Los viernes en Malba puede verse ¡Caigan las rosas blancas!, la última y esencial película de Albertina Carri, que empieza con un enunciado famoso: “O inventamos, o erramos”, una de las más famosas frases de Simón Rodríguez, el extraordinario pedagogo que orientó la juventud de Simón Bolívar. Recordarnos ese veredicto, ya es bastante. Lo que se lee en esa frase caracteriza al cine de Albertina Carri que es, fue y será lo que ese epígrafe convoca. Pero, al mismo tiempo, nos advierte sobre lo que veremos.
Por un lado, la cita velada alude a las actuales condiciones de existencia del cine, que han sufrido una transformación importante en los últimos años, con las hegemonías de la producción audiovisual de plataformas y el uso de Inteligencias Artificiales de todo tipo.
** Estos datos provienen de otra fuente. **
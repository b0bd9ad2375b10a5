//! IIIF Presentation manifest inspection.

use serde_json::Value;

/// First `.jpg`/`.png` image in `sequences → canvases → images`, skipping logos.
pub fn first_image_url(manifest: &Value) -> Option<String> {
    let canvases = manifest
        .get("sequences")?
        .as_array()?
        .first()?
        .get("canvases")?
        .as_array()?;

    canvases
        .iter()
        .filter_map(|canvas| canvas.get("images")?.as_array())
        .flatten()
        .filter_map(|image| image.get("resource")?.get("@id")?.as_str())
        .find(|id| {
            let lower = id.to_ascii_lowercase();
            (lower.ends_with(".jpg") || lower.ends_with(".png")) && !lower.contains("logo")
        })
        .map(str::to_string)
}

/// Number of canvases (pages) in the first sequence.
pub fn canvas_count(manifest: &Value) -> usize {
    manifest
        .get("sequences")
        .and_then(Value::as_array)
        .and_then(|s| s.first())
        .and_then(|s| s.get("canvases"))
        .and_then(Value::as_array)
        .map_or(0, Vec::len)
}

#[cfg(test)]
mod tests {
    use super::*;
    use serde_json::json;

    fn manifest(ids: &[&str]) -> Value {
        json!({
            "sequences": [{
                "canvases": ids.iter().map(|id| json!({
                    "images": [{"resource": {"@id": id}}]
                })).collect::<Vec<_>>()
            }]
        })
    }

    #[test]
    fn skips_logos_and_non_images() {
        let m = manifest(&[
            "https://iiif.example/logo.png",
            "https://iiif.example/page1/info.json",
            "https://iiif.example/page2/full/max/0/default.JPG",
        ]);
        assert_eq!(
            first_image_url(&m).as_deref(),
            Some("https://iiif.example/page2/full/max/0/default.JPG")
        );
        assert_eq!(canvas_count(&m), 3);
    }

    #[test]
    fn empty_or_malformed_manifest_has_no_image() {
        assert!(first_image_url(&json!({})).is_none());
        assert!(first_image_url(&json!({"sequences": []})).is_none());
        assert!(first_image_url(&json!({"sequences": [{"canvases": "x"}]})).is_none());
        assert_eq!(canvas_count(&json!({})), 0);
    }
}
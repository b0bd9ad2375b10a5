use rmcp::ErrorData as McpError;

use crate::error::NliError;

pub(super) fn retriable_error(e: &impl std::fmt::Display) -> McpError {
    McpError::internal_error(format!("{e} (retriable)"), None)
}

pub(super) fn nli_to_mcp_error(e: NliError) -> McpError {
    match &e {
        NliError::EmptyQuery | NliError::QueryRejected(_) | NliError::NotFound(_) => {
            McpError::invalid_params(e.to_string(), None)
        }
        NliError::Authentication(_) => McpError::invalid_params(
            format!("{e}. Set NLI_API_KEY to a personal key from the National Library of Israel"),
            None,
        ),
        NliError::TransientNetwork { .. } => retriable_error(&e),
        NliError::Decode(_) => McpError::internal_error(e.to_string(), None),
    }
}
Puesta a pensar, como corresponde al cine de verdad, ¡Caigan las rosas blancas! elige un lugar incómodo que mienta al mismo tiempo la revolución y la tradición desde un paradigma excéntrico: el de Simón Rodríguez, tácitamente impugnado por la teoría marxista, o el aceleracionismo, que sostiene que hay deseos, tecnologías y procesos que el capitalismo hace surgir y de los que se alimenta, pero que no puede contener; y que es necesario acelerar estos procesos para empujar al sistema más allá de sus límites.
El relato comienza con una escena bizarra. Una filmación (primer género: cine dentro del cine). Tres mujeres jóvenes cuelgan del techo del estudio sobre un árbol fraguado asaetado por flores moribundas y frescas. La directora de la película (acá hay un rizo barroco: quien desempeña a la directora de esa película bizarra que se hace dentro de la película dirigida por Albertina Carri) se limita a decir “Más plantas, más plantas, más plantas”, mantra que repiten diferentes integrantes del equipo para desesperación de las colgadas. Finalmente la filmación se suspende, la directora ficcional decide abandonar el rodaje y las luces del set se apagan sin que las colgadas hayan sido completamente liberadas de sus arneses.
El reclamo de “más plantas” parece tener un sentido que supera holgadamente el sentido inmediato de la secuencia dentro de la película que están filmando: más consistencia en la sensibilidad, tal vez sea lo que reclama la directora en la ficción. Las plantas, le responden, están viniendo. Como esa escena se corta, adivinamos que las plantas llegarán en las escenas subsiguientes. Y así es.
La siguiente secuencia es un paso de comedia. Vuelta a su casa, la directora espera a su amante. (Ambas, hay que decirlo, constituyen parte de la troupe milagrosa de Las hijas del fuego, primera parte de la trilogía en la que Carri está embarcada). Juntas, con una de las colgadas, deciden irse al noroeste argentino, a la selva. Deciden irse, sin que todavía lo sepan, a dar vuelta la historia natural de América Latina. La siguiente secuencia es un musical. Luego sigue una road movie.
Ahí aparece el segundo elemento rector de esta película: la pregunta por los géneros. Esa pregunta, que en la primera parte de la trilogía había investigado los géneros como forma de actuación en el mundo y como codificación del deseo ha virado ahora hacia una especificidad cinematográfica: los géneros cinematográficos como matrices narrativas. La película participará sucesivamente de varios géneros, de todos los géneros.
Ensambladas, las secuencias de ¡Caigan las rosas blancas! (cada una de las cuales supone actuaciones, percepciones e ilusiones distintas) forman un cine al mismo tiempo fragmentario y rítmico. El “más plantas” del comienzo se revela correlativo de la progresiva colorización de los paisajes, que abrazan la impresión mientras las viajeras atraviesan el mundo de los géneros cinematográficos en busca de la sensación, que les llega bajo la forma de lo fantástico, en un paisaje delirantemente tropical, donde un ser sobrenatural explica la conquista de América con acento español mientras realiza un ritual cuyas consecuencias últimas desconocemos.
Esa inmersión de las protagonistas de la película en sucesivos órdenes supone un doble rechazo. Por un lado, a un cine unidimensional consumible en un único registro y por otro lado, a la perspectiva iluminista-urbanista que encuentra en la “ciudad” su único campo de intervención y que siempre vio en la selva (es decir: en la proliferación insensata de lo vegetal) un riesgo que había que conjurar en favor del progreso.
¡Caigan las rosas blancas! levanta la bandera de que no hay humanidad que no sea en y con las plantas. A diferencia de lo que les pasa a los protagonistas varones de la emblemática novela La vorágine de José Eustasio Rivera, las protagonistas mujeres de este film philosophique se tragan la selva. No puede haber discusión más actual.